We also like the fact that Gorevic has skin in the game. As of 23 March 2021, Teladoc’s CEO owns 560,970 shares of the company. At Teladoc’s 12 June 2021 share price of US$155, Gorevic’s shares are worth nearly US$87 million. In addition, he also controls 918,264 Teladoc stock options that are exercisable within 60 days of 23 March 2021. If Gorevic had exercised his Teladoc stock options and held the shares, those shares would be worth more than US$142 million at Teladoc’s share price of US$155 as of 12 June 2021.
On capability and ability to innovate
We think Jason Gorevic and his team have a good track record with Teladoc when it comes to execution and innovation. There are a few things we want to discuss.

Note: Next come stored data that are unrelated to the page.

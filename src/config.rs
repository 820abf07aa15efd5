//! Configuration types for talking to the inpainting service

use crate::error::{InpaintError, Result};
use reqwest::Url;
use serde::{Deserialize, Serialize};
use std::time::Duration;

/// Public site the client talks to unless told otherwise
pub const DEFAULT_BASE_URL: &str = "https://theinpaint.com";

/// User agent the service has been observed to accept
pub const DEFAULT_USER_AGENT: &str = "Thunder Client (https://www.thunderclient.com)";

/// Default per-request timeout in seconds
pub const DEFAULT_TIMEOUT_SECS: u64 = 60;

/// Default connect timeout in seconds
pub const DEFAULT_CONNECT_TIMEOUT_SECS: u64 = 10;

/// Configuration for an [`InpaintClient`](crate::client::InpaintClient)
#[derive(Debug, Clone, PartialEq, Eq, Serialize, Deserialize)]
pub struct ClientConfig {
    /// Root of the service, e.g. `https://theinpaint.com`
    pub base_url: String,

    /// Value sent in the `User-Agent` header of every request
    pub user_agent: String,

    /// Whole-request timeout in seconds
    pub timeout_secs: u64,

    /// TCP connect timeout in seconds
    pub connect_timeout_secs: u64,
}

impl Default for ClientConfig {
    fn default() -> Self {
        Self {
            base_url: DEFAULT_BASE_URL.to_string(),
            user_agent: DEFAULT_USER_AGENT.to_string(),
            timeout_secs: DEFAULT_TIMEOUT_SECS,
            connect_timeout_secs: DEFAULT_CONNECT_TIMEOUT_SECS,
        }
    }
}

impl ClientConfig {
    /// Create a new configuration builder
    #[must_use]
    pub fn builder() -> ClientConfigBuilder {
        ClientConfigBuilder::new()
    }

    /// Validate the configuration
    ///
    /// # Errors
    /// - Base URL does not parse or is not http(s)
    /// - Empty user agent
    /// - Zero timeouts
    pub fn validate(&self) -> Result<()> {
        self.site()?;

        if self.user_agent.trim().is_empty() {
            return Err(InpaintError::invalid_config("User agent cannot be empty"));
        }
        if self.timeout_secs == 0 {
            return Err(InpaintError::invalid_config(
                "Request timeout must be at least 1 second",
            ));
        }
        if self.connect_timeout_secs == 0 {
            return Err(InpaintError::invalid_config(
                "Connect timeout must be at least 1 second",
            ));
        }
        Ok(())
    }

    /// Resolve the base URL into the addresses the endpoints are built from
    pub fn site(&self) -> Result<SiteUrls> {
        SiteUrls::parse(&self.base_url)
    }

    #[must_use]
    pub fn timeout(&self) -> Duration {
        Duration::from_secs(self.timeout_secs)
    }

    #[must_use]
    pub fn connect_timeout(&self) -> Duration {
        Duration::from_secs(self.connect_timeout_secs)
    }
}

/// Builder for [`ClientConfig`]
#[derive(Debug)]
pub struct ClientConfigBuilder {
    config: ClientConfig,
}

impl ClientConfigBuilder {
    /// Create a new builder with default values
    #[must_use]
    pub fn new() -> Self {
        Self {
            config: ClientConfig::default(),
        }
    }

    /// Set the service root
    #[must_use]
    pub fn base_url<S: Into<String>>(mut self, base_url: S) -> Self {
        self.config.base_url = base_url.into();
        self
    }

    /// Set the user agent
    #[must_use]
    pub fn user_agent<S: Into<String>>(mut self, user_agent: S) -> Self {
        self.config.user_agent = user_agent.into();
        self
    }

    /// Set the whole-request timeout in seconds
    #[must_use]
    pub fn timeout_secs(mut self, secs: u64) -> Self {
        self.config.timeout_secs = secs;
        self
    }

    /// Set the connect timeout in seconds
    #[must_use]
    pub fn connect_timeout_secs(mut self, secs: u64) -> Self {
        self.config.connect_timeout_secs = secs;
        self
    }

    /// Build the configuration, validating it first
    pub fn build(self) -> Result<ClientConfig> {
        self.config.validate()?;
        Ok(self.config)
    }
}

impl Default for ClientConfigBuilder {
    fn default() -> Self {
        Self::new()
    }
}

/// Addresses derived from the configured base URL
#[derive(Debug, Clone, PartialEq, Eq)]
pub struct SiteUrls {
    root: Url,
    origin: String,
}

impl SiteUrls {
    /// Parse a base URL; the stored root always ends in `/`
    pub fn parse(base_url: &str) -> Result<Self> {
        let trimmed = base_url.trim();
        if trimmed.is_empty() {
            return Err(InpaintError::invalid_config("Base URL cannot be empty"));
        }

        let with_slash = if trimmed.ends_with('/') {
            trimmed.to_string()
        } else {
            format!("{}/", trimmed)
        };

        let root = Url::parse(&with_slash).map_err(|e| {
            InpaintError::invalid_config(format!("Invalid base URL '{}': {}", base_url, e))
        })?;

        if !matches!(root.scheme(), "http" | "https") {
            return Err(InpaintError::invalid_config(format!(
                "Unsupported URL scheme '{}' in '{}'. Only http and https are supported",
                root.scheme(),
                base_url
            )));
        }
        if root.host_str().is_none() {
            return Err(InpaintError::invalid_config(format!(
                "Base URL '{}' has no host",
                base_url
            )));
        }

        let origin = root.origin().ascii_serialization();
        Ok(Self { root, origin })
    }

    /// Site root with trailing slash, used as the generic `Referer`
    #[must_use]
    pub fn root(&self) -> &Url {
        &self.root
    }

    /// Scheme, host and port without trailing slash, used as `Origin`
    #[must_use]
    pub fn origin(&self) -> &str {
        &self.origin
    }

    /// Resolve a path relative to the site root
    pub fn join(&self, path: &str) -> Result<Url> {
        self.root.join(path.trim_start_matches('/')).map_err(|e| {
            InpaintError::invalid_config(format!(
                "Cannot build URL for '{}' on '{}': {}",
                path, self.root, e
            ))
        })
    }
}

First, under the leadership of Gorevic and his team, Teladoc has managed to grow its telehealth visits and paid US members significantly over the years. This is shown in the table below. The two metrics are important signs on the health of Teladoc’s business. For 2013 to 2020, Teladoc’s telehealth visits grew by 88.1% per year from 0.13 million to 10.6 million. Over the same period, Teladoc’s US paid members increased from 6.2 million to 51.8 million, or 35.4% annually. For 2020, telehealth visits and US paid members climbed by 156.2% and 41.1%, respectively. What’s worth noting here is that the utilisation rate of Teladoc’s services (given here by the number of telehealth visits per sum of US paid members and visit fee only individuals) has also improved by a factor of 7, from 0.02 to 0.14 from 2013 to 2020. We think this change in the utilisation rate over time is a useful proxy for the growth in the value that patients can derive from Teladoc’s services.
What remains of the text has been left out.